• ACTIVITY
The data below must be repeated exactly. Leave nothing out.
[[ INFORMATION SUPPLIED open ]]
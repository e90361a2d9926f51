//! Classification judge - scores a dropped item against the bins.
//!
//! Bin selection when the item overlaps several bins: the largest overlap
//! area wins, and equal areas resolve in canonical category order
//! (recyclable, organic, hazardous).

use crate::config::GameConfig;
use crate::item::{Bin, BinSet};
use crate::progression;
use crate::session::{Effect, Feedback, SessionState};
use crate::types::{Category, ItemId, ItemStatus, Rect};

/// Result of judging one placement.
#[derive(Debug, Clone, Copy, PartialEq, Eq)]
pub enum Verdict {
    /// Matching bin; `points` were added.
    Correct { bin: Category, points: u32 },
    /// Wrong bin; `points` were actually deducted (may be less than the penalty).
    Wrong { bin: Category, points: u32 },
    /// Overlaps no bin; the item goes back to its drag origin.
    Missed,
    /// Item not in play or level not running; nothing changed.
    Ignored,
}

impl Verdict {
    pub fn is_scored(&self) -> bool {
        matches!(self, Verdict::Correct { .. } | Verdict::Wrong { .. })
    }
}

/// Pick the bin an item region is dropped into.
pub fn select_bin<'a>(bins: &'a BinSet, region: &Rect) -> Option<&'a Bin> {
    let mut best: Option<(&Bin, f32)> = None;
    for bin in bins.iter() {
        if !region.intersects(&bin.region) {
            continue;
        }
        let area = region.overlap_area(&bin.region);
        match best {
            Some((_, best_area)) if area <= best_area => {}
            _ => best = Some((bin, area)),
        }
    }
    best.map(|(bin, _)| bin)
}

/// Judge a dropped item and apply the score change.
///
/// Reaching the level target hands over to [`progression::complete_level`].
pub fn classify(
    state: &mut SessionState,
    config: &GameConfig,
    bins: &BinSet,
    id: ItemId,
    region: Rect,
    out: &mut Vec<Effect>,
) -> Verdict {
    if !state.is_active() {
        return Verdict::Ignored;
    }
    let Some(item) = state.item(id) else {
        return Verdict::Ignored;
    };
    if item.status != ItemStatus::Falling {
        return Verdict::Ignored;
    }
    let category = item.category;

    let Some(bin) = select_bin(bins, &region) else {
        out.push(Effect::ReturnToOrigin { id });
        return Verdict::Missed;
    };
    let bin_category = bin.category;

    let verdict = if bin_category == category {
        state.score = state.score.saturating_add(config.reward);
        out.push(Effect::Feedback(Feedback::correct(config.reward)));
        Verdict::Correct {
            bin: bin_category,
            points: config.reward,
        }
    } else {
        let before = state.score;
        state.score = state.score.saturating_sub(config.penalty);
        out.push(Effect::Feedback(Feedback::wrong(config.penalty)));
        Verdict::Wrong {
            bin: bin_category,
            points: before - state.score,
        }
    };

    if let Some(item) = state.item_mut(id) {
        item.status = ItemStatus::Classified;
    }
    out.push(Effect::Remove { id });

    log::debug!(
        "item {} ({}) into {} bin: {:?}, score {}",
        id.0,
        category.as_str(),
        bin_category.as_str(),
        verdict,
        state.score
    );

    if state.score >= state.target_score {
        progression::complete_level(state, config, out);
    }

    verdict
}
//! Game session - single entry point for the host.
//!
//! Bundles the session state with its configuration, bin layout and item
//! source, and routes every timer tick and input event through
//! [`GameSession::dispatch`]. How an event was produced (mouse drag,
//! keyboard grab, a test script) is irrelevant here; only its payload is.

use crate::config::GameConfig;
use crate::item::BinSet;
use crate::judge::{self, Verdict};
use crate::progression;
use crate::rng::{SimpleRng, WasteSource};
use crate::session::{self, Effect, SessionState};
use crate::snapshot::SessionSnapshot;
use crate::types::{ItemId, LevelInit, Rect};

/// Everything the host can report to a running session.
#[derive(Debug, Clone, Copy, PartialEq)]
pub enum SessionEvent {
    /// One second of the level clock elapsed.
    CountdownTick { epoch: u32 },
    /// Release the next queued item.
    DropTick { epoch: u32 },
    /// The player picked an item up.
    DragStart { id: ItemId },
    /// The player let go of an item away from the ground band.
    Placed { id: ItemId, region: Rect },
    /// The player let go of an item inside the ground band.
    Landed { id: ItemId },
    /// A falling or landed item reached the floor.
    HitFloor { id: ItemId },
    /// Continue from the level-complete summary.
    Continue,
}

/// What a dispatched event did.
#[derive(Debug, Clone, Copy, PartialEq, Eq)]
pub enum Response {
    Ignored,
    Accepted,
    Judged(Verdict),
}

impl Response {
    pub fn accepted(&self) -> bool {
        !matches!(self, Response::Ignored | Response::Judged(Verdict::Ignored))
    }
}

/// A running play-through, from the first level to a terminal phase.
#[derive(Debug, Clone)]
pub struct GameSession<S = SimpleRng> {
    config: GameConfig,
    bins: BinSet,
    state: SessionState,
    source: S,
}

impl<S: WasteSource> GameSession<S> {
    /// Start a session from a level-init payload.
    ///
    /// Invalid payloads fall back to level 1 with a score of 0.
    pub fn begin(
        config: GameConfig,
        bins: BinSet,
        source: S,
        init: LevelInit,
        out: &mut Vec<Effect>,
    ) -> Self {
        let max_level = config.max_level();
        if init.is_defaulted(max_level) {
            log::warn!("level init {:?} invalid or missing, starting at level 1", init);
        }
        let (level, score) = init.resolve(max_level);

        let mut session = Self {
            config,
            bins,
            state: SessionState::new(),
            source,
        };
        progression::enter_level(
            &mut session.state,
            &session.config,
            &mut session.source,
            level,
            score,
            out,
        );
        session
    }

    pub fn dispatch(&mut self, event: SessionEvent, out: &mut Vec<Effect>) -> Response {
        let state = &mut self.state;
        match event {
            SessionEvent::CountdownTick { epoch } => {
                flag(progression::countdown_tick(state, epoch, out))
            }
            SessionEvent::DropTick { epoch } => {
                flag(crate::scheduler::drop_tick(state, epoch, out).is_some())
            }
            SessionEvent::DragStart { id } => flag(state.can_drag(id)),
            SessionEvent::Placed { id, region } => Response::Judged(judge::classify(
                state,
                &self.config,
                &self.bins,
                id,
                region,
                out,
            )),
            SessionEvent::Landed { id } => flag(session::land_item(state, id)),
            SessionEvent::HitFloor { id } => flag(session::discard_item(state, id, out)),
            SessionEvent::Continue => flag(progression::continue_to_next_level(
                state,
                &self.config,
                &mut self.source,
                out,
            )),
        }
    }

    pub fn state(&self) -> &SessionState {
        &self.state
    }

    pub fn config(&self) -> &GameConfig {
        &self.config
    }

    pub fn bins(&self) -> &BinSet {
        &self.bins
    }

    pub fn snapshot_into(&self, out: &mut SessionSnapshot) {
        let s = &self.state;
        out.level = s.level();
        out.max_level = self.config.max_level();
        out.score = s.score();
        out.target_score = s.target_score();
        out.time_remaining = s.time_remaining();
        out.drop_speed = s.drop_speed();
        out.phase = s.phase();
        out.pending = s.pending_len() as u32;
        out.in_play = s.in_play_count() as u32;
        out.timer_epoch = s.timer_epoch();
    }

    pub fn snapshot(&self) -> SessionSnapshot {
        let mut s = SessionSnapshot::default();
        self.snapshot_into(&mut s);
        s
    }
}

fn flag(applied: bool) -> Response {
    if applied {
        Response::Accepted
    } else {
        Response::Ignored
    }
}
[[ INFORMATION SUPPLIED closed ]]
• SOLUTION FOR THIS TASK
repository e90361a2d9926f51
//! Classification judge - scores a dropped item against the bins.
//!
//! Bin selection when the item overlaps several bins: the largest overlap
//! area wins, and equal areas resolve in canonical category order
//! (recyclable, organic, hazardous).

use crate::config::GameConfig;
use crate::item::{Bin, BinSet};
use crate::progression;
use crate::session::{Effect, Feedback, SessionState};
use crate::types::{Category, ItemId, ItemStatus, Rect};

/// Result of judging one placement.
#[derive(Debug, Clone, Copy, PartialEq, Eq)]
pub enum Verdict {
    /// Matching bin; `points` were added.
    Correct { bin: Category, points: u32 },
    /// Wrong bin; `points` were actually deducted (may be less than the penalty).
    Wrong { bin: Category, points: u32 },
    /// Overlaps no bin; the item goes back to its drag origin.
    Missed,
    /// Item not in play or level not running; nothing changed.
    Ignored,
}

impl Verdict {
    pub fn is_scored(&self) -> bool {
        matches!(self, Verdict::Correct { .. } | Verdict::Wrong { .. })
    }
}

/// Pick the bin an item region is dropped into.
pub fn select_bin<'a>(bins: &'a BinSet, region: &Rect) -> Option<&'a Bin> {
    let mut best: Option<(&Bin, f32)> = None;
    for bin in bins.iter() {
        if !region.intersects(&bin.region) {
            continue;
        }
        let area = region.overlap_area(&bin.region);
        match best {
            Some((_, best_area)) if area <= best_area => {}
            _ => best = Some((bin, area)),
        }
    }
    best.map(|(bin, _)| bin)
}

/// Judge a dropped item and apply the score change.
///
/// Reaching the level target hands over to [`progression::complete_level`].
pub fn classify(
    state: &mut SessionState,
    config: &GameConfig,
    bins: &BinSet,
    id: ItemId,
    region: Rect,
    out: &mut Vec<Effect>,
) -> Verdict {
    if !state.is_active() {
        return Verdict::Ignored;
    }
    let Some(item) = state.item(id) else {
        return Verdict::Ignored;
    };
    if item.status != ItemStatus::Falling {
        return Verdict::Ignored;
    }
    let category = item.category;

    let Some(bin) = select_bin(bins, &region) else {
        out.push(Effect::ReturnToOrigin { id });
        return Verdict::Missed;
    };
    let bin_category = bin.category;

    let verdict = if bin_category == category {
        state.score = state.score.saturating_add(config.reward);
        out.push(Effect::Feedback(Feedback::correct(config.reward)));
        Verdict::Correct {
            bin: bin_category,
            points: config.reward,
        }
    } else {
        let before = state.score;
        state.score = state.score.saturating_sub(config.penalty);
        out.push(Effect::Feedback(Feedback::wrong(config.penalty)));
        Verdict::Wrong {
            bin: bin_category,
            points: before - state.score,
        }
    };

    if let Some(item) = state.item_mut(id) {
        item.status = ItemStatus::Classified;
    }
    out.push(Effect::Remove { id });

    log::debug!(
        "item {} ({}) into {} bin: {:?}, score {}",
        id.0,
        category.as_str(),
        bin_category.as_str(),
        verdict,
        state.score
    );

    if state.score >= state.target_score {
        progression::complete_level(state, config, out);
    }

    verdict
}
//! Game session - single entry point for the host.
//!
//! Bundles the session state with its configuration, bin layout and item
//! source, and routes every timer tick and input event through
//! [`GameSession::dispatch`]. How an event was produced (mouse drag,
//! keyboard grab, a test script) is irrelevant here; only its payload is.

use crate::config::GameConfig;
use crate::item::BinSet;
use crate::judge::{self, Verdict};
use crate::progression;
use crate::rng::{SimpleRng, WasteSource};
use crate::session::{self, Effect, SessionState};
use crate::snapshot::SessionSnapshot;
use crate::types::{ItemId, LevelInit, Rect};

/// Everything the host can report to a running session.
#[derive(Debug, Clone, Copy, PartialEq)]
pub enum SessionEvent {
    /// One second of the level clock elapsed.
    CountdownTick { epoch: u32 },
    /// Release the next queued item.
    DropTick { epoch: u32 },
    /// The player picked an item up.
    DragStart { id: ItemId },
    /// The player let go of an item away from the ground band.
    Placed { id: ItemId, region: Rect },
    /// The player let go of an item inside the ground band.
    Landed { id: ItemId },
    /// A falling or landed item reached the floor.
    HitFloor { id: ItemId },
    /// Continue from the level-complete summary.
    Continue,
}

/// What a dispatched event did.
#[derive(Debug, Clone, Copy, PartialEq, Eq)]
pub enum Response {
    Ignored,
    Accepted,
    Judged(Verdict),
}

impl Response {
    pub fn accepted(&self) -> bool {
        !matches!(self, Response::Ignored | Response::Judged(Verdict::Ignored))
    }
}

/// A running play-through, from the first level to a terminal phase.
#[derive(Debug, Clone)]
pub struct GameSession<S = SimpleRng> {
    config: GameConfig,
    bins: BinSet,
    state: SessionState,
    source: S,
}

impl<S: WasteSource> GameSession<S> {
    /// Start a session from a level-init payload.
    ///
    /// Invalid payloads fall back to level 1 with a score of 0.
    pub fn begin(
        config: GameConfig,
        bins: BinSet,
        source: S,
        init: LevelInit,
        out: &mut Vec<Effect>,
    ) -> Self {
        let max_level = config.max_level();
        if init.is_defaulted(max_level) {
            log::warn!("level init {:?} invalid or missing, starting at level 1", init);
        }
        let (level, score) = init.resolve(max_level);

        let mut session = Self {
            config,
            bins,
            state: SessionState::new(),
            source,
        };
        progression::enter_level(
            &mut session.state,
            &session.config,
            &mut session.source,
            level,
            score,
            out,
        );
        session
    }

    pub fn dispatch(&mut self, event: SessionEvent, out: &mut Vec<Effect>) -> Response {
        let state = &mut self.state;
        match event {
            SessionEvent::CountdownTick { epoch } => {
                flag(progression::countdown_tick(state, epoch, out))
            }
            SessionEvent::DropTick { epoch } => {
                flag(crate::scheduler::drop_tick(state, epoch, out).is_some())
            }
            SessionEvent::DragStart { id } => flag(state.can_drag(id)),
            SessionEvent::Placed { id, region } => Response::Judged(judge::classify(
                state,
                &self.config,
                &self.bins,
                id,
                region,
                out,
            )),
            SessionEvent::Landed { id } => flag(session::land_item(state, id)),
            SessionEvent::HitFloor { id } => flag(session::discard_item(state, id, out)),
            SessionEvent::Continue => flag(progression::continue_to_next_level(
                state,
                &self.config,
                &mut self.source,
                out,
            )),
        }
    }

    pub fn state(&self) -> &SessionState {
        &self.state
    }

    pub fn config(&self) -> &GameConfig {
        &self.config
    }

    pub fn bins(&self) -> &BinSet {
        &self.bins
    }

    pub fn snapshot_into(&self, out: &mut SessionSnapshot) {
        let s = &self.state;
        out.level = s.level();
        out.max_level = self.config.max_level();
        out.score = s.score();
        out.target_score = s.target_score();
        out.time_remaining = s.time_remaining();
        out.drop_speed = s.drop_speed();
        out.phase = s.phase();
        out.pending = s.pending_len() as u32;
        out.in_play = s.in_play_count() as u32;
        out.timer_epoch = s.timer_epoch();
    }

    pub fn snapshot(&self) -> SessionSnapshot {
        let mut s = SessionSnapshot::default();
        self.snapshot_into(&mut s);
        s
    }
}

fn flag(applied: bool) -> Response {
    if applied {
        Response::Accepted
    } else {
        Response::Ignored
    }
}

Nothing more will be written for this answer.